Proposed Merger with The Ryland Group, Inc.

During the second quarter of 2015, the Company entered into a merger agreement with The Ryland Group, Inc. ("Ryland").  Subject to the terms and conditions of the merger agreement, which was unanimously approved by the boards of directors of the Company and Ryland, the Company and Ryland have agreed that Ryland will merge with and into the Company in a "merger of equals," with the Company continuing as the surviving corporation, and the separate corporate existence of Ryland will cease.  Concurrent with the closing of the merger, each five shares of common stock issued and outstanding of the Company will be combined and converted into one issued and outstanding share of common stock of the surviving corporation and each share of common stock of Ryland issued and outstanding will be converted and exchangeable for 1.0191 issued and outstanding shares of common stock of the surviving corporation.  The proposed merger is subject to approval by the stockholders of the Company and Ryland and other customary closing conditions. The Company currently expects the transaction to close in early fall 2015.  As of June 30, 2015, the Company incurred transaction related fees totaling $5.2 million, which was reported in "other income (expense)" in the condensed consolidated statements of operations during the second quarter.

Earnings Conference Call

A conference call to discuss the Company's 2015 second quarter results will be held at 12:00 p.m.

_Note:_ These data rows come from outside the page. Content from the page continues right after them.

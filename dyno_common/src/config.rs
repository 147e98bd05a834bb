//! Configuration loading traits and types.
//!
//! Every dyno application loads a TOML file with a `[shared]` section and
//! an optional `[simulator]` section.
//!
//! # Usage
//!
//! ```rust,no_run
//! use dyno_common::config::{ConfigError, SimulatorConfig};
//! use std::path::Path;
//!
//! fn main() -> Result<(), ConfigError> {
//!     let config = SimulatorConfig::load_validated(Path::new("dyno.toml"))?;
//!     println!("Service: {}", config.shared.service_name);
//!     Ok(())
//! }
//! ```

use crate::consts::{CYCLE_T, DEFAULT_SERVICE_NAME, MAX_DT_S, PHYSICS_TICK_MS, UI_TICK_MS};
use serde::{Deserialize, Serialize};
use std::path::Path;
use std::time::Duration;
use thiserror::Error;
use tracing::debug;

/// Error type for configuration loading operations.
#[derive(Debug, Clone, Error)]
pub enum ConfigError {
    /// Configuration file not found at specified path.
    #[error("Configuration file not found")]
    FileNotFound,

    /// TOML parsing failed.
    #[error("Failed to parse configuration: {0}")]
    ParseError(String),

    /// Semantic validation failed.
    #[error("Configuration validation failed: {0}")]
    ValidationError(String),
}

/// Log level for application logging.
///
/// Uses lowercase serde values for TOML compatibility.
#[derive(Debug, Clone, Copy, PartialEq, Eq, Serialize, Deserialize, Default)]
#[serde(rename_all = "lowercase")]
pub enum LogLevel {
    /// Most verbose, detailed tracing information.
    Trace,
    /// Debug information useful during development.
    Debug,
    /// General information about application operation.
    #[default]
    Info,
    /// Warning messages for potentially problematic situations.
    Warn,
    /// Error messages for serious problems.
    Error,
}

impl LogLevel {
    /// Directive string understood by `tracing_subscriber::EnvFilter`.
    pub fn as_filter(&self) -> &'static str {
        match self {
            LogLevel::Trace => "trace",
            LogLevel::Debug => "debug",
            LogLevel::Info => "info",
            LogLevel::Warn => "warn",
            LogLevel::Error => "error",
        }
    }
}

/// Common configuration fields shared across all dyno applications.
///
/// # TOML Example
///
/// ```toml
/// [shared]
/// log_level = "debug"
/// service_name = "dyno-sim-01"
/// ```
#[derive(Debug, Clone, Serialize, Deserialize)]
pub struct SharedConfig {
    /// Logging verbosity level.
    #[serde(default)]
    pub log_level: LogLevel,

    /// Application instance identifier.
    pub service_name: String,
}

impl Default for SharedConfig {
    fn default() -> Self {
        Self {
            log_level: LogLevel::default(),
            service_name: DEFAULT_SERVICE_NAME.to_string(),
        }
    }
}

impl SharedConfig {
    /// Validate the configuration.
    ///
    /// # Errors
    ///
    /// Returns `ConfigError::ValidationError` if `service_name` is empty.
    pub fn validate(&self) -> Result<(), ConfigError> {
        if self.service_name.is_empty() {
            return Err(ConfigError::ValidationError(
                "service_name cannot be empty".to_string(),
            ));
        }
        Ok(())
    }
}

fn default_physics_tick_ms() -> u64 {
    PHYSICS_TICK_MS
}

fn default_ui_tick_ms() -> u64 {
    UI_TICK_MS
}

fn default_max_dt_s() -> f64 {
    MAX_DT_S
}

/// Rates of the two-rate loop.
///
/// # TOML Example
///
/// ```toml
/// [simulator]
/// physics_tick_ms = 10
/// ui_tick_ms = 50
/// max_dt_s = 0.2
/// ```
#[derive(Debug, Clone, Copy, PartialEq, Serialize, Deserialize)]
#[serde(deny_unknown_fields)]
pub struct TimingConfig {
    /// Physics step period.
    #[serde(default = "default_physics_tick_ms")]
    pub physics_tick_ms: u64,

    /// Publish period. Must not be shorter than the physics period.
    #[serde(default = "default_ui_tick_ms")]
    pub ui_tick_ms: u64,

    /// Measured dt above this is replaced by the nominal physics period.
    #[serde(default = "default_max_dt_s")]
    pub max_dt_s: f64,
}

impl Default for TimingConfig {
    fn default() -> Self {
        Self {
            physics_tick_ms: PHYSICS_TICK_MS,
            ui_tick_ms: UI_TICK_MS,
            max_dt_s: MAX_DT_S,
        }
    }
}

impl TimingConfig {
    /// Physics period as Duration.
    pub fn physics_tick(&self) -> Duration {
        Duration::from_millis(self.physics_tick_ms)
    }

    /// Physics period in seconds (the nominal dt).
    pub fn physics_tick_s(&self) -> f64 {
        self.physics_tick_ms as f64 / 1000.0
    }

    /// Publish period in seconds.
    pub fn ui_tick_s(&self) -> f64 {
        self.ui_tick_ms as f64 / 1000.0
    }

    /// Validate the rates.
    ///
    /// # Errors
    ///
    /// Returns `ConfigError::ValidationError` if:
    /// - `physics_tick_ms` is zero
    /// - `ui_tick_ms` is shorter than `physics_tick_ms`
    /// - the physics period is longer than one drive cycle
    /// - `max_dt_s` is not a positive finite number or exceeds one drive cycle
    pub fn validate(&self) -> Result<(), ConfigError> {
        if self.physics_tick_ms == 0 {
            return Err(ConfigError::ValidationError(
                "physics_tick_ms must be greater than 0".to_string(),
            ));
        }
        if self.ui_tick_ms < self.physics_tick_ms {
            return Err(ConfigError::ValidationError(format!(
                "ui_tick_ms ({}) must be >= physics_tick_ms ({})",
                self.ui_tick_ms, self.physics_tick_ms
            )));
        }
        if self.physics_tick_s() > CYCLE_T {
            return Err(ConfigError::ValidationError(format!(
                "physics_tick_ms ({}) must not exceed the {CYCLE_T} s cycle",
                self.physics_tick_ms
            )));
        }
        if !self.max_dt_s.is_finite() || self.max_dt_s <= 0.0 {
            return Err(ConfigError::ValidationError(format!(
                "max_dt_s must be a positive number, got {}",
                self.max_dt_s
            )));
        }
        if self.max_dt_s > CYCLE_T {
            return Err(ConfigError::ValidationError(format!(
                "max_dt_s ({}) must not exceed the {CYCLE_T} s cycle",
                self.max_dt_s
            )));
        }
        Ok(())
    }
}

/// Top-level simulator configuration (`dyno.toml`).
#[derive(Debug, Clone, Default, Serialize, Deserialize)]
#[serde(deny_unknown_fields)]
pub struct SimulatorConfig {
    /// Shared application settings.
    #[serde(default)]
    pub shared: SharedConfig,

    /// Loop rates.
    #[serde(default)]
    pub simulator: TimingConfig,
}

impl SimulatorConfig {
    /// Validate all sections.
    pub fn validate(&self) -> Result<(), ConfigError> {
        self.shared.validate()?;
        self.simulator.validate()
    }

    /// Load from `path` and validate.
    pub fn load_validated(path: &Path) -> Result<Self, ConfigError> {
        let config = Self::load(path)?;
        config.validate()?;
        debug!(
            "Loaded simulator config from {:?}: physics={}ms ui={}ms",
            path, config.simulator.physics_tick_ms, config.simulator.ui_tick_ms
        );
        Ok(config)
    }

    /// Parse from a TOML string and validate.
    pub fn from_toml(content: &str) -> Result<Self, ConfigError> {
        let config: Self =
            toml::from_str(content).map_err(|e| ConfigError::ParseError(e.to_string()))?;
        config.validate()?;
        Ok(config)
    }
}

/// Trait for loading configuration from TOML files.
///
/// # Contract
///
/// - Returns `ConfigError::FileNotFound` if the file does not exist
/// - Returns `ConfigError::ParseError` if TOML syntax is invalid
pub trait ConfigLoader: Sized + serde::de::DeserializeOwned {
    /// Load configuration from a TOML file.
    fn load(path: &Path) -> Result<Self, ConfigError> {
        let content = std::fs::read_to_string(path).map_err(|e| {
            if e.kind() == std::io::ErrorKind::NotFound {
                ConfigError::FileNotFound
            } else {
                ConfigError::ParseError(e.to_string())
            }
        })?;

        toml::from_str(&content).map_err(|e| ConfigError::ParseError(e.to_string()))
    }
}

// Blanket implementation for all types that implement DeserializeOwned.
impl<T: serde::de::DeserializeOwned> ConfigLoader for T {}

Eastern time July 31, 2015.  The call will be broadcast live over the Internet and can be accessed through the Company's website at http://ir.standardpacifichomes.com.  The call will also be accessible via telephone by dialing (800) 946-0720 (domestic) or (719) 325-2384 (international); Passcode: 2656006.  The audio transmission with the slide presentation will be available on our website for replay within 2 to 3 hours following the live broadcast, and can be accessed by dialing (888) 203-1112 (domestic) or (719) 457-0820 (international); Passcode: 2656006.  

About Standard Pacific

Standard Pacific Homes (NYSE: SPF) has been building beautiful, high-quality homes and neighborhoods since its founding in Southern California in 1965.  With a trusted reputation for quality craftsmanship, an outstanding customer experience and exceptional architectural design, the Company utilizes its decades of land acquisition, development and homebuilding expertise to successfully navigate today's complex landscape to acquire and build desirable communities in locations that meet the high expectations of the Company's targeted move-up homebuyers.  Currently offering new homes in major metropolitan areas in Arizona, California, Colorado, Florida, North Carolina, South Carolina, and Texas, we invite you to learn more about us by visiting standardpacifichomes.com.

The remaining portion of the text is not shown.